Margie and Luke would have been the second team to finish this leg. Instead, their excitement at the knowledge their mortal enemies are being eliminated immediately dissipates. Their bitterness escalates when they return to their cab and Margie tells Luke that she will quit the race if he yells at her again. The travails of an international race and the omnipresent company of their partner have worn on each of them. The personal toll of The Amazing Race on each contestant is something the show would be wise to explore more often toward the end of each season when there are few remaining teams. That would be much more engaging to me than someone crying at a swimming pool.

Now is the time on The Amazing Race when Travelocity pays for all the bills. This challenge requires contestants to find the Travelocity gnome, the similar but legally not actionable one to the cute little fellow from Amelie. Anyone who suggests that they stole the idea from that movie is a damned dirty liar unless they can prove it's true in a court of law. And Travelocity has some fine attorneys on retainer for just such eventualities. Don't be a hero, loyal readers.

Victor and Tammy repeat the behavior from their four peers. Tammy's heart falls into her stomach when she realizes they won't be going to a hotel for some well earned rest. This displeases them but an edited monologue shows them in high spirits at a later point in the race. Suffice it to say I like their chances to make the final three. Even moreso. Later, Kisha and Jen become the first team to be happy to hear that the leg isn't over. The governor has called them with a stay of execution, meaning that if they do lose, it won't be because of a lack of swimming skill. This is the one pleasant aspect of the double-leg. Throughout last week's episode, there was an undertone that one of the questions asked of each contestant prior to the race was "What is your greatest fear?" and they had picked Jen's as making the best television. Why do they never capitalize on coulrophobia? THAT would be some great video.

(Coulrophobia means fear of clowns. Don't be such a lazy non-googler next time!)

Margie and Luke are the first team to find the Travelocity gnome. They are informed that they must travel to Gu Gong Xi Bei Jiao where they will ride electric bicycles (these exist, apparently) past, I kid you not, the "forbidden city" to Dongdan Station (no, Dongdan is not a Freudian typo) to find their next clue. This whole thing sounds eerily similar to Jackie Chan's last movie, except for the fact that the electric bicycles were nuclear missiles.

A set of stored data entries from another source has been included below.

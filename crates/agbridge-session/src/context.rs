//! Renders a parsed session into a bounded system-context block.
//!
//! Sections appear as goal, completed steps, pending steps, modified files and
//! variables. When the rendered text exceeds the character budget the builder
//! drops content in a fixed order: oldest completed steps down to a recency
//! floor, then the pending list collapses to a count, then variables go, then
//! the oldest modified files. The goal is always kept whole.

use std::collections::BTreeMap;

use agbridge_ai::Message;
use serde_json::Value;

use crate::parser::ParsedSession;

/// Characters assumed per token when converting the token budget.
pub const CHARS_PER_TOKEN: usize = 4;
pub const DEFAULT_TOKEN_BUDGET: usize = 12_500;
pub const REDACTED_PLACEHOLDER: &str = "[REDACTED]";

const SENSITIVE_KEY_FRAGMENTS: &[&str] = &[
    "api_key",
    "apikey",
    "api-key",
    "api key",
    "secret",
    "password",
    "token",
    "credential",
    "auth",
];

#[derive(Debug, Clone, PartialEq, Eq)]
pub struct ContextBuilderConfig {
    pub max_tokens: usize,
    pub chars_per_token: usize,
    /// Most recent completed steps that survive truncation.
    pub recent_steps_floor: usize,
    /// Pending lists longer than this collapse into a count when over budget.
    pub pending_collapse_threshold: usize,
    pub include_variables: bool,
}

impl Default for ContextBuilderConfig {
    fn default() -> Self {
        Self {
            max_tokens: DEFAULT_TOKEN_BUDGET,
            chars_per_token: CHARS_PER_TOKEN,
            recent_steps_floor: 10,
            pending_collapse_threshold: 10,
            include_variables: true,
        }
    }
}

impl ContextBuilderConfig {
    pub fn max_chars(&self) -> usize {
        self.max_tokens.saturating_mul(self.chars_per_token.max(1))
    }
}

#[derive(Debug, Clone, Default)]
pub struct ContextBuilder {
    config: ContextBuilderConfig,
}

impl ContextBuilder {
    pub fn new(config: ContextBuilderConfig) -> Self {
        Self { config }
    }

    pub fn config(&self) -> &ContextBuilderConfig {
        &self.config
    }

    /// Renders `session` within the configured budget.
    ///
    /// Deterministic: the same session always yields the same text.
    pub fn build(&self, session: &ParsedSession) -> String {
        let variables = if self.config.include_variables {
            redact_variables(&session.variables)
        } else {
            BTreeMap::new()
        };
        let sections = Sections::collect(session, &variables);
        let budget = self.config.max_chars();
        let mut plan = Truncation::default();

        let droppable_completed = sections
            .completed
            .len()
            .saturating_sub(self.config.recent_steps_floor);
        while sections.measure(&plan) > budget && plan.completed_omitted < droppable_completed {
            plan.completed_omitted += 1;
        }
        if sections.measure(&plan) > budget
            && sections.pending.len() > self.config.pending_collapse_threshold
        {
            plan.pending_collapsed = true;
        }
        if sections.measure(&plan) > budget && !sections.variables.is_empty() {
            plan.variables_dropped = true;
        }
        while sections.measure(&plan) > budget && plan.files_omitted < sections.files.len() {
            plan.files_omitted += 1;
        }

        let rendered = sections.render(&plan);
        if rendered.len() > budget {
            tracing::debug!(
                session = %session.id,
                chars = rendered.len(),
                budget,
                "session context exceeds budget after truncation"
            );
        } else if plan != Truncation::default() {
            tracing::debug!(
                session = %session.id,
                completed_omitted = plan.completed_omitted,
                pending_collapsed = plan.pending_collapsed,
                variables_dropped = plan.variables_dropped,
                files_omitted = plan.files_omitted,
                "truncated session context"
            );
        }
        rendered
    }

    /// Returns `messages` with the rendered session as a leading system message.
    pub fn inject(&self, messages: &[Message], session: &ParsedSession) -> Vec<Message> {
        let mut injected = Vec::with_capacity(messages.len() + 1);
        injected.push(Message::system(self.build(session)));
        injected.extend(messages.iter().cloned());
        injected
    }
}

pub fn is_sensitive_key(key: &str) -> bool {
    let key = key.to_ascii_lowercase();
    key.ends_with("_key")
        || SENSITIVE_KEY_FRAGMENTS
            .iter()
            .any(|fragment| key.contains(fragment))
}

/// Replaces the value of every sensitive key, at any depth, with a placeholder.
pub fn redact_value(value: &Value) -> Value {
    match value {
        Value::Object(object) => Value::Object(
            object
                .iter()
                .map(|(key, nested)| (key.clone(), redact_entry(key, nested)))
                .collect(),
        ),
        Value::Array(values) => Value::Array(values.iter().map(redact_value).collect()),
        other => other.clone(),
    }
}

pub fn redact_variables(variables: &BTreeMap<String, Value>) -> BTreeMap<String, Value> {
    variables
        .iter()
        .map(|(key, value)| (key.clone(), redact_entry(key, value)))
        .collect()
}

fn redact_entry(key: &str, value: &Value) -> Value {
    if is_sensitive_key(key) {
        Value::String(REDACTED_PLACEHOLDER.to_string())
    } else {
        redact_value(value)
    }
}

#[derive(Debug, Clone, Copy, Default, PartialEq, Eq)]
struct Truncation {
    completed_omitted: usize,
    pending_collapsed: bool,
    variables_dropped: bool,
    files_omitted: usize,
}

struct Block<'a> {
    title: String,
    lead: Option<String>,
    lines: &'a [String],
    lines_len: usize,
}

impl Block<'_> {
    fn len(&self) -> usize {
        self.title.len() + 1 + self.lead.as_ref().map_or(0, |lead| lead.len() + 1) + self.lines_len
    }

    fn write_to(&self, out: &mut String) {
        out.push_str(&self.title);
        out.push('\n');
        if let Some(lead) = &self.lead {
            out.push_str(lead);
            out.push('\n');
        }
        for line in self.lines {
            out.push_str(line);
            out.push('\n');
        }
    }
}

/// Pre-rendered lines with prefix sums so measuring a plan is cheap.
struct Sections {
    header: String,
    goal: Vec<String>,
    completed: Vec<String>,
    completed_prefix: Vec<usize>,
    pending: Vec<String>,
    files: Vec<String>,
    files_prefix: Vec<usize>,
    variables: Vec<String>,
}

impl Sections {
    fn collect(session: &ParsedSession, variables: &BTreeMap<String, Value>) -> Self {
        let completed = session
            .completed_steps()
            .map(|step| format!("- [{}] {}", step.index, step.action))
            .collect::<Vec<_>>();
        let pending = session
            .pending_steps()
            .map(|step| format!("- [{}] {} ({})", step.index, step.action, step.status.as_str()))
            .collect::<Vec<_>>();
        let files = session
            .modified_files
            .iter()
            .map(|path| format!("- {path}"))
            .collect::<Vec<_>>();
        let variables = variables
            .iter()
            .map(|(key, value)| format!("- {key}: {value}"))
            .collect();
        Self {
            header: format!("# Resumed session {}", session.id),
            goal: vec![session.goal.clone()],
            completed_prefix: prefix_lengths(&completed),
            completed,
            pending,
            files_prefix: prefix_lengths(&files),
            files,
            variables,
        }
    }

    fn blocks(&self, plan: &Truncation) -> Vec<Block<'_>> {
        let mut blocks = vec![
            Block {
                title: self.header.clone(),
                lead: None,
                lines: &[],
                lines_len: 0,
            },
            Block {
                title: "## Goal".to_string(),
                lead: None,
                lines: &self.goal,
                lines_len: lines_len(&self.goal),
            },
        ];
        if !self.completed.is_empty() {
            let omitted = plan.completed_omitted.min(self.completed.len());
            blocks.push(Block {
                title: "## Completed steps".to_string(),
                lead: (omitted > 0)
                    .then(|| format!("({omitted} earlier completed steps omitted)")),
                lines: &self.completed[omitted..],
                lines_len: self.completed_prefix[self.completed.len()]
                    - self.completed_prefix[omitted],
            });
        }
        if !self.pending.is_empty() {
            blocks.push(if plan.pending_collapsed {
                Block {
                    title: "## Pending steps".to_string(),
                    lead: Some(format!("{} pending steps remain", self.pending.len())),
                    lines: &[],
                    lines_len: 0,
                }
            } else {
                Block {
                    title: "## Pending steps".to_string(),
                    lead: None,
                    lines: &self.pending,
                    lines_len: lines_len(&self.pending),
                }
            });
        }
        if !self.files.is_empty() {
            let omitted = plan.files_omitted.min(self.files.len());
            blocks.push(Block {
                title: "## Modified files".to_string(),
                lead: (omitted > 0).then(|| format!("({omitted} earlier files omitted)")),
                lines: &self.files[omitted..],
                lines_len: self.files_prefix[self.files.len()] - self.files_prefix[omitted],
            });
        }
        if !self.variables.is_empty() && !plan.variables_dropped {
            blocks.push(Block {
                title: "## Variables".to_string(),
                lead: None,
                lines: &self.variables,
                lines_len: lines_len(&self.variables),
            });
        }
        blocks
    }

    fn measure(&self, plan: &Truncation) -> usize {
        let blocks = self.blocks(plan);
        let separators = blocks.len().saturating_sub(1);
        blocks.iter().map(Block::len).sum::<usize>() + separators
    }

    fn render(&self, plan: &Truncation) -> String {
        let mut out = String::with_capacity(self.measure(plan));
        for (position, block) in self.blocks(plan).iter().enumerate() {
            if position > 0 {
                out.push('\n');
            }
            block.write_to(&mut out);
        }
        out
    }
}

fn prefix_lengths(lines: &[String]) -> Vec<usize> {
    let mut prefix = Vec::with_capacity(lines.len() + 1);
    let mut total = 0;
    prefix.push(total);
    for line in lines {
        total += line.len() + 1;
        prefix.push(total);
    }
    prefix
}

fn lines_len(lines: &[String]) -> usize {
    lines.iter().map(|line| line.len() + 1).sum()
}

Jaime has gone a full ten minutes without complaining about a foreigner and/or a cab driver. Recognizing that she has been too easy on the locals, she chooses this opportunity to play another round of The Amazing Racist. She berates her cab driver for not giving her the appropriate nod of the head when she gives him instructions. Apparently, this showing of deference is the only way for her to determine whether the person is following her evil wish. I pity the mirror that has the audacity to tell Jaime she is not the fairest of all.

Tammy, who hasn't had that many shenanigans this season, finally pulls a boner on the trip past Tiananmen Square. She is frustrated by her bicycle, complaining that she is having to pedal way too hard and despite all of her effort, it is not accelerating. At this point, Victor patiently and calmly explains to her that twisting the handlebar will help the vehicle go faster. After this, Tammy has a much easier ride. I wonder what would have happened if she had been on a motorcycle. Would she have just sat there waiting for it to move on its own? For how long?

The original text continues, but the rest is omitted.